Despite my occasional disgust for the Conch’s etiquette, there was also something uplifting in his attitude, a carefree, like-it-or-else mentality that I’ve only occasionally grasped, and only for brief periods, in my life. Yes, we may have taken a bite out of some other fishermen’s days, but we also sped away from Florida with the most outlandish stories to tell, and my father and I were witness to another way of life, an attitude and ethic far different from ours, a perspective, good or bad, that would cement our resolve or change us completely. For the aspiring novelist this was a point missed during a bout of tarpon tunnel vision.

A couple days after the dynamite episode, the Conch flew back to Michigan, graciously leaving us with a skiff and the house — for three weeks we’d fish tarpon the way we wanted to, staked out or cruising the flats, adhering to unwritten rules, waving to the safari guys instead of raising a finger at them.

Unfortunately, perfection was a ghost. After three days on the flats I had that old, familiar feeling — entitlement and anger in the face of blind fortune. And there was another feeling, too, this one centered deep in my gut. My dad says he knew the problem was serious when I stepped off the bow, sat in the bottom of the boat and said, “Tell me when you see something.”

That night, nearly two weeks after the pain began, I landed in the emergency room at Fisherman’s Hospital, a burst appendix having turned toxic. As nurses wheeled me into the ER, and as my dad implored, “Don’t leave us,” I thought back to that moment when the Mafiosos took my father for ransom and he floated away on a Heineken breeze.
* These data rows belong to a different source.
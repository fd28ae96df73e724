//! Turns plan rows into the statements that run a test suite.
//!
//! Every directory with a fixture or tests gets a savepoint `__pgmi_dN__`
//! taken before its first step, and a test savepoint `__pgmi_tN__` taken
//! before its first test. Each test is rolled back to the test savepoint;
//! the teardown rolls back to and releases the directory savepoint.

use std::collections::{HashMap, HashSet};

use lazy_static::lazy_static;
use regex::Regex;

use super::plan::{PlanStep, StepType};
use crate::db::quote_literal;
use crate::error::Error;

pub const DEFAULT_CALLBACK: &str = "pg_temp.pgmi_trace_callback";

lazy_static! {
    static ref CALLBACK_NAME: Regex =
        Regex::new(r"^[A-Za-z_][A-Za-z0-9_$]*(\.[A-Za-z_][A-Za-z0-9_$]*)?$")
            .expect("callback name pattern is valid");
}

/// One statement of the suite. `script` names the test file it runs, if any.
#[derive(Debug, Clone, PartialEq, Eq)]
pub struct Statement {
    pub sql: String,
    pub script: Option<String>,
}

/// Accepts `name` or `schema.name`; the function itself is checked on the server.
pub fn validate_callback_name(name: &str) -> Result<(), Error> {
    if CALLBACK_NAME.is_match(name) {
        Ok(())
    } else {
        Err(Error::Config(format!(
            "invalid callback function name '{}': expected name or schema.name",
            name
        )))
    }
}

pub fn generate(steps: &[PlanStep], callback: &str) -> Vec<Statement> {
    let mut generator = Generator {
        callback,
        statements: Vec::new(),
        directory_ids: HashMap::new(),
        directory_savepoints: HashSet::new(),
        test_savepoints: HashSet::new(),
    };

    generator.event("suite_start", None, None, 0, 0);
    for step in steps {
        generator.step(step);
    }
    let last = steps.last().map_or(0, |s| s.ordinal);
    generator.event("suite_end", None, None, 0, last);
    generator.statements
}

struct Generator<'a> {
    callback: &'a str,
    statements: Vec<Statement>,
    directory_ids: HashMap<String, usize>,
    directory_savepoints: HashSet<String>,
    test_savepoints: HashSet<String>,
}

impl<'a> Generator<'a> {
    fn step(&mut self, step: &PlanStep) {
        let path = step.script_path.as_deref();
        match step.step_type {
            StepType::Fixture => {
                self.directory_savepoint(&step.directory);
                self.step_event("fixture_start", step);
                self.run_script(path);
                self.step_event("fixture_end", step);
            }
            StepType::Test => {
                self.directory_savepoint(&step.directory);
                let id = self.directory_id(&step.directory);
                if self.test_savepoints.insert(step.directory.clone()) {
                    self.plain(format!("SAVEPOINT __pgmi_t{}__;", id));
                }
                self.step_event("test_start", step);
                self.run_script(path);
                self.step_event("test_end", step);
                self.step_event("rollback", step);
                self.plain(format!("ROLLBACK TO SAVEPOINT __pgmi_t{}__;", id));
            }
            StepType::Teardown => {
                // Directories that only enclose selected tests never took a savepoint.
                if !self.directory_savepoints.remove(&step.directory) {
                    return;
                }
                self.test_savepoints.remove(&step.directory);
                let id = self.directory_id(&step.directory);
                self.step_event("teardown_start", step);
                self.plain(format!("ROLLBACK TO SAVEPOINT __pgmi_d{}__;", id));
                self.plain(format!("RELEASE SAVEPOINT __pgmi_d{}__;", id));
                self.step_event("teardown_end", step);
            }
        }
    }

    fn directory_id(&mut self, directory: &str) -> usize {
        let next = self.directory_ids.len() + 1;
        *self
            .directory_ids
            .entry(directory.to_string())
            .or_insert(next)
    }

    fn directory_savepoint(&mut self, directory: &str) {
        if self.directory_savepoints.insert(directory.to_string()) {
            let id = self.directory_id(directory);
            self.plain(format!("SAVEPOINT __pgmi_d{}__;", id));
        }
    }

    fn run_script(&mut self, path: Option<&str>) {
        let Some(path) = path else { return };
        self.statements.push(Statement {
            sql: format!(
                "DO $__pgmi__$ BEGIN EXECUTE (SELECT content FROM pg_temp._pgmi_test_source WHERE path = {}); END $__pgmi__$;",
                quote_literal(path)
            ),
            script: Some(path.to_string()),
        });
    }

    fn step_event(&mut self, event: &str, step: &PlanStep) {
        self.event(
            event,
            step.script_path.as_deref(),
            Some(&step.directory),
            step.depth,
            step.ordinal,
        );
    }

    fn event(
        &mut self,
        event: &str,
        path: Option<&str>,
        directory: Option<&str>,
        depth: u32,
        ordinal: u32,
    ) {
        let literal = |value: Option<&str>| value.map_or_else(|| "NULL".to_string(), quote_literal);
        self.plain(format!(
            "SELECT {}(ROW({}, {}, {}, {}, {}, NULL::jsonb)::pg_temp.pgmi_test_event);",
            self.callback,
            quote_literal(event),
            literal(path),
            literal(directory),
            depth,
            ordinal
        ));
    }

    fn plain(&mut self, sql: String) {
        self.statements.push(Statement { sql, script: None });
    }
}

#[cfg(test)]
mod tests {
    use super::*;

    fn step(ordinal: u32, step_type: StepType, path: Option<&str>, dir: &str) -> PlanStep {
        PlanStep {
            ordinal,
            step_type,
            script_path: path.map(str::to_string),
            directory: dir.to_string(),
            depth: 0,
        }
    }

    fn sql(statements: &[Statement]) -> Vec<String> {
        statements.iter().map(|s| s.sql.clone()).collect()
    }

    fn savepoint_lines(statements: &[Statement]) -> Vec<String> {
        sql(statements)
            .into_iter()
            .filter(|s| s.contains("SAVEPOINT"))
            .collect()
    }

    #[test]
    fn test_fixture_tests_and_teardown() {
        let steps = vec![
            step(1, StepType::Fixture, Some("./__test__/_setup.sql"), "./__test__/"),
            step(2, StepType::Test, Some("./__test__/test_a.sql"), "./__test__/"),
            step(3, StepType::Test, Some("./__test__/test_b.sql"), "./__test__/"),
            step(4, StepType::Teardown, None, "./__test__/"),
        ];
        let statements = generate(&steps, DEFAULT_CALLBACK);
        assert_eq!(
            savepoint_lines(&statements),
            vec![
                "SAVEPOINT __pgmi_d1__;",
                "SAVEPOINT __pgmi_t1__;",
                "ROLLBACK TO SAVEPOINT __pgmi_t1__;",
                "ROLLBACK TO SAVEPOINT __pgmi_t1__;",
                "ROLLBACK TO SAVEPOINT __pgmi_d1__;",
                "RELEASE SAVEPOINT __pgmi_d1__;",
            ]
        );

        let scripts: Vec<&str> = statements
            .iter()
            .filter_map(|s| s.script.as_deref())
            .collect();
        assert_eq!(
            scripts,
            vec![
                "./__test__/_setup.sql",
                "./__test__/test_a.sql",
                "./__test__/test_b.sql"
            ]
        );

        assert!(statements[0].sql.contains("'suite_start'"));
        assert!(statements.last().unwrap().sql.contains("'suite_end'"));
        assert!(statements.last().unwrap().sql.contains(", 0, 4, NULL::jsonb"));
    }

    #[test]
    fn test_event_order_for_one_test() {
        let steps = vec![step(1, StepType::Test, Some("./__test__/t.sql"), "./__test__/")];
        let events: Vec<String> = generate(&steps, DEFAULT_CALLBACK)
            .iter()
            .filter_map(|s| {
                s.sql
                    .strip_prefix("SELECT pg_temp.pgmi_trace_callback(ROW('")
                    .and_then(|rest| rest.split('\'').next())
                    .map(str::to_string)
            })
            .collect();
        assert_eq!(
            events,
            vec!["suite_start", "test_start", "test_end", "rollback", "suite_end"]
        );
    }

    #[test]
    fn test_script_statement_quotes_path() {
        let steps = vec![step(1, StepType::Test, Some("./__test__/it's.sql"), "./__test__/")];
        let statements = generate(&steps, DEFAULT_CALLBACK);
        let run = statements.iter().find(|s| s.script.is_some()).unwrap();
        assert_eq!(
            run.sql,
            "DO $__pgmi__$ BEGIN EXECUTE (SELECT content FROM pg_temp._pgmi_test_source \
             WHERE path = './__test__/it''s.sql'); END $__pgmi__$;"
        );
    }

    #[test]
    fn test_enclosing_teardown_without_savepoint_is_skipped() {
        let steps = vec![
            step(1, StepType::Test, Some("./__test__/a/t.sql"), "./__test__/a/"),
            step(2, StepType::Teardown, None, "./__test__/a/"),
            step(3, StepType::Teardown, None, "./__test__/"),
        ];
        let statements = generate(&steps, DEFAULT_CALLBACK);
        assert_eq!(
            savepoint_lines(&statements),
            vec![
                "SAVEPOINT __pgmi_d1__;",
                "SAVEPOINT __pgmi_t1__;",
                "ROLLBACK TO SAVEPOINT __pgmi_t1__;",
                "ROLLBACK TO SAVEPOINT __pgmi_d1__;",
                "RELEASE SAVEPOINT __pgmi_d1__;",
            ]
        );
        assert!(!sql(&statements).iter().any(|s| s.contains("'teardown_start'")
            && s.contains("'./__test__/', 0, 3")));
    }

    #[test]
    fn test_nested_directories_get_distinct_savepoints() {
        let steps = vec![
            step(1, StepType::Fixture, Some("./__test__/_setup.sql"), "./__test__/"),
            step(2, StepType::Fixture, Some("./__test__/a/_setup.sql"), "./__test__/a/"),
            step(3, StepType::Test, Some("./__test__/a/t.sql"), "./__test__/a/"),
            step(4, StepType::Teardown, None, "./__test__/a/"),
            step(5, StepType::Teardown, None, "./__test__/"),
        ];
        assert_eq!(
            savepoint_lines(&generate(&steps, DEFAULT_CALLBACK)),
            vec![
                "SAVEPOINT __pgmi_d1__;",
                "SAVEPOINT __pgmi_d2__;",
                "SAVEPOINT __pgmi_t2__;",
                "ROLLBACK TO SAVEPOINT __pgmi_t2__;",
                "ROLLBACK TO SAVEPOINT __pgmi_d2__;",
                "RELEASE SAVEPOINT __pgmi_d2__;",
                "ROLLBACK TO SAVEPOINT __pgmi_d1__;",
                "RELEASE SAVEPOINT __pgmi_d1__;",
            ]
        );
    }

    #[test]
    fn test_custom_callback_is_used() {
        let statements = generate(&[], "audit.on_test");
        assert_eq!(statements.len(), 2);
        assert!(statements[0].sql.starts_with("SELECT audit.on_test(ROW('suite_start'"));
    }

    #[test]
    fn test_validate_callback_name() {
        assert!(validate_callback_name("my_cb").is_ok());
        assert!(validate_callback_name("audit.on_test").is_ok());
        assert!(validate_callback_name("pg_temp.pgmi_trace_callback").is_ok());
        assert!(validate_callback_name("cb(); DROP TABLE x").is_err());
        assert!(validate_callback_name("a.b.c").is_err());
        assert!(validate_callback_name("").is_err());
    }
}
A month later I was back in Seattle, 30 pounds lighter than when I left. That portion of my Florida life was over, my own tarpon quest having lived up to Cole’s and exceeded it in some ways. In truth, there were a few tarpon conquests I’ve overlooked here. The point is, what’s memorable and pertinent has little to do with those tarpon and is fixed instead on the periphery.

Including this: One early evening, with the Lilly Pad anchored near several bomb craters, the Conch looped some line around a bent beer can, attached a live pinfish underneath, and cast that offering over dark water. That can bobbed in the chop for five minutes, then ducked under and the Conch immediately set the hook. A grand tarpon swirled on the surface, ran 20 yards then leaped in the air.

“You see,” the Conch shouted after taking a swig off another Corona, “We don’t need all those safari clothes to catch fish. We don’t need no stinkin’ guide.” With a toothy grin he concluded, “This is easy!” As we clipped away from the anchor and bounced through the chop, our flying bridge heaving to, our shouts melting on a broad ocean and a building wind, I found the answer to the traveling angler’s quandary: Expect nothing and you can’t lose.